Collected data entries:
# # # # # # #

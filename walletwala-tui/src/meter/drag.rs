//! Pointer-drag session state.

/// Lifecycle of a pointer drag on the meter track.
///
/// ```text
/// Idle ──pointer down──▶ Dragging ──pointer up / cancel──▶ Idle
///                          │  ▲
///                          └──┘ pointer move (position updates)
/// ```
#[derive(Clone, Copy, Debug, Default, PartialEq, Eq)]
pub enum DragState {
    #[default]
    Idle,
    Dragging,
}

/// Transient interaction state for one pointer/touch drag.
///
/// Exists logically between a pointer-down and the matching up/cancel.
/// While active, move events are routed to the meter; once ended, further
/// moves must produce no state change.
#[derive(Debug, Default)]
pub struct DragSession {
    state: DragState,
}

impl DragSession {
    /// Enters `Dragging`. A second down event while already dragging is a
    /// no-op re-entry.
    pub fn begin(&mut self) {
        self.state = DragState::Dragging;
    }

    /// Returns to `Idle` unconditionally. Safe to call on every exit path,
    /// including abnormal ones (button released off-track, focus lost),
    /// and when no drag is in progress.
    pub fn end(&mut self) {
        self.state = DragState::Idle;
    }

    /// Live drag state. Checked at move-time by the event router, never
    /// captured ahead of time.
    pub fn is_active(&self) -> bool {
        self.state == DragState::Dragging
    }
}

#[cfg(test)]
mod tests {
    use super::*;

    #[test]
    fn test_begin_is_idempotent() {
        let mut drag = DragSession::default();
        drag.begin();
        drag.begin();
        assert!(drag.is_active());
    }

    #[test]
    fn test_end_is_unconditional() {
        let mut drag = DragSession::default();
        drag.end();
        assert!(!drag.is_active());

        drag.begin();
        drag.end();
        drag.end();
        assert!(!drag.is_active());
    }

    #[test]
    fn test_full_lifecycle() {
        let mut drag = DragSession::default();
        assert_eq!(drag.state, DragState::Idle);
        drag.begin();
        assert_eq!(drag.state, DragState::Dragging);
        drag.end();
        assert_eq!(drag.state, DragState::Idle);
    }
}
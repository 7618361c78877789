use std::{env, path::PathBuf};

use anyhow::Result;
use clap::Parser;
use tracing::info;

use walletwala_tui::{app, config, log};

#[derive(Parser)]
#[command(name = "walletwala")]
#[command(about = "WalletWala - chat with your money, right in your terminal", long_about = None)]
struct Cli {
    /// Screen to open: "landing" for the full page, "meter" for just the
    /// mood meter.
    #[arg(long, default_value = "landing")]
    view: String,

    /// Optional TOML config file.
    #[arg(long)]
    config: Option<PathBuf>,

    /// Directory for the log file (defaults to the system temp dir).
    #[arg(long)]
    log_dir: Option<PathBuf>,
}

#[tokio::main]
async fn main() -> Result<()> {
    let cli = Cli::parse();

    let mut config = config::load(cli.config.as_deref())?;
    if cli.log_dir.is_some() {
        config.log_dir = cli.log_dir;
    }

    let log_dir = config.log_dir.clone().unwrap_or_else(env::temp_dir);
    log::setup_logger(&log_dir)?;
    info!(view = %cli.view, "starting walletwala");

    app::run(&config, &cli.view).await
}
//! WalletWala terminal landing page.
//!
//! An interactive terminal rendition of the WalletWala marketing page:
//! static copy, a rotating chat carousel, lifestyle personas, a canned
//! demo responder, and the one genuinely interactive piece, a
//! mouse-draggable wallet mood meter with derived spent/remaining
//! amounts.
//!
//! Nothing here tracks real expenses: there is no storage, no network
//! and no model, just fixed strings and one clamped integer.

pub mod app;
pub mod carousel;
pub mod config;
pub mod content;
pub mod demo;
pub mod log;
pub mod meter;
pub mod ui;
//! Phone-side bridge binary.
//!
//! Serves wearable requests arriving as newline-delimited JSON frames on stdin
//! and writes responses to stdout. All tracing output goes to stderr so that
//! stdout stays a clean frame channel.
//!
//! Usage: `pandora-phone-bridge [CONFIG_PATH]`
//!
//! Node ids default to `phone` (local) and the configured peer or `watch`
//! (remote); override with `PANDORA_BRIDGE_NODE_ID` / `PANDORA_BRIDGE_PEER_ID`.

use pandora_bridge::backend::HttpBackendFactory;
use pandora_bridge::bridge::{CommandResponder, SessionResolver, StdioTransport};
use pandora_bridge::config::BridgeConfig;
use pandora_bridge::storage::{
    BackendConfigStore, CredentialsStore, FileBackendConfigStore, FileCredentialsStore,
    KeyringCredentialsStore,
};
use std::path::PathBuf;
use std::sync::Arc;
use tokio_util::sync::CancellationToken;

const DEFAULT_NODE_ID: &str = "phone";
const DEFAULT_PEER_ID: &str = "watch";

#[tokio::main]
async fn main() -> anyhow::Result<()> {
    tracing_subscriber::fmt()
        .with_writer(std::io::stderr)
        .with_env_filter(
            tracing_subscriber::EnvFilter::try_from_default_env()
                .unwrap_or_else(|_| tracing_subscriber::EnvFilter::new("pandora_bridge=info")),
        )
        .init();

    let config_path = std::env::args()
        .nth(1)
        .map(PathBuf::from)
        .unwrap_or_else(BridgeConfig::default_config_path);
    let config = BridgeConfig::load_or_default(&config_path)
        .map_err(|e| anyhow::anyhow!("failed to load {}: {e}", config_path.display()))?;

    let node_id = std::env::var("PANDORA_BRIDGE_NODE_ID").unwrap_or_else(|_| DEFAULT_NODE_ID.to_owned());
    let peer_id = std::env::var("PANDORA_BRIDGE_PEER_ID")
        .ok()
        .or_else(|| config.correlator.peer.clone())
        .unwrap_or_else(|| DEFAULT_PEER_ID.to_owned());
    tracing::info!(
        config = %config_path.display(),
        node = %node_id,
        peer = %peer_id,
        "pandora-phone-bridge starting"
    );

    let backend_store: Arc<dyn BackendConfigStore> =
        Arc::new(FileBackendConfigStore::new(&config.storage.backend_file));
    let credentials_store: Arc<dyn CredentialsStore> = if config.storage.use_keyring {
        Arc::new(KeyringCredentialsStore::new())
    } else {
        Arc::new(FileCredentialsStore::new(&config.storage.credentials_file))
    };

    let factory = HttpBackendFactory::new(config.backend.clone(), Arc::clone(&credentials_store));
    check_backend(&factory, backend_store.as_ref()).await;
    let events = factory.subscribe();

    let sessions = Arc::new(SessionResolver::new(
        backend_store,
        credentials_store,
        Arc::new(factory),
    ));
    tracing::info!(state = ?sessions.availability(), "initial availability");

    let shutdown = CancellationToken::new();
    let invalidation = sessions.spawn_invalidation(events, shutdown.clone());
    let (transport, mut reader) = StdioTransport::stdio(node_id, peer_id, shutdown.clone());
    let responder =
        CommandResponder::attach_with_shutdown(Arc::new(transport), sessions, shutdown.clone());

    tokio::select! {
        result = &mut reader => {
            match result {
                Ok(Ok(())) => {}
                Ok(Err(e)) => tracing::error!(error = %e, "frame reader failed"),
                Err(e) => tracing::error!(error = %e, "frame reader task panicked"),
            }
            responder.drain().await;
        }
        signal = tokio::signal::ctrl_c() => {
            if let Err(e) = signal {
                tracing::warn!(error = %e, "failed to listen for Ctrl-C");
            }
            tracing::info!("interrupted; shutting down");
            responder.shutdown().await;
        }
    }

    shutdown.cancel();
    if !reader.is_finished() {
        reader.abort();
    }
    let _ = invalidation.await;

    tracing::info!("pandora-phone-bridge shut down cleanly");
    Ok(())
}

/// Log whether the configured backend reports ready.
async fn check_backend(factory: &HttpBackendFactory, store: &dyn BackendConfigStore) {
    match store.load() {
        Ok(Some(settings)) => match factory.build_http(&settings) {
            Ok(client) => {
                let ready = client.check_ready().await;
                tracing::info!(base_url = client.base_url(), ready, "backend readiness");
            }
            Err(e) => tracing::warn!(error = %e, "invalid backend settings"),
        },
        Ok(None) => tracing::info!("no backend configured yet"),
        Err(e) => tracing::warn!(error = %e, "failed to load backend settings"),
    }
}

# # # # # # #

= WORK REQUEST =
Only the final stretch of the entries above is needed: print exactly the lines from the line containing "responder.shutdown().await;" through the last one.

= FINAL ANSWER =
            responder.shutdown().await;
        }
    }

    shutdown.cancel();
    if !reader.is_finished() {
        reader.abort();
    }
    let _ = invalidation.await;

    tracing::info!("pandora-phone-bridge shut down cleanly");
    Ok(())
}

/// Log whether the configured backend reports ready.
async fn check_backend(factory: &HttpBackendFactory, store: &dyn BackendConfigStore) {
    match store.load() {
        Ok(Some(settings)) => match factory.build_http(&settings) {
            Ok(client) => {
                let ready = client.check_ready().await;
                tracing::info!(base_url = client.base_url(), ready, "backend readiness");
            }
            Err(e) => tracing::warn!(error = %e, "invalid backend settings"),
        },
        Ok(None) => tracing::info!("no backend configured yet"),
        Err(e) => tracing::warn!(error = %e, "failed to load backend settings"),
    }
}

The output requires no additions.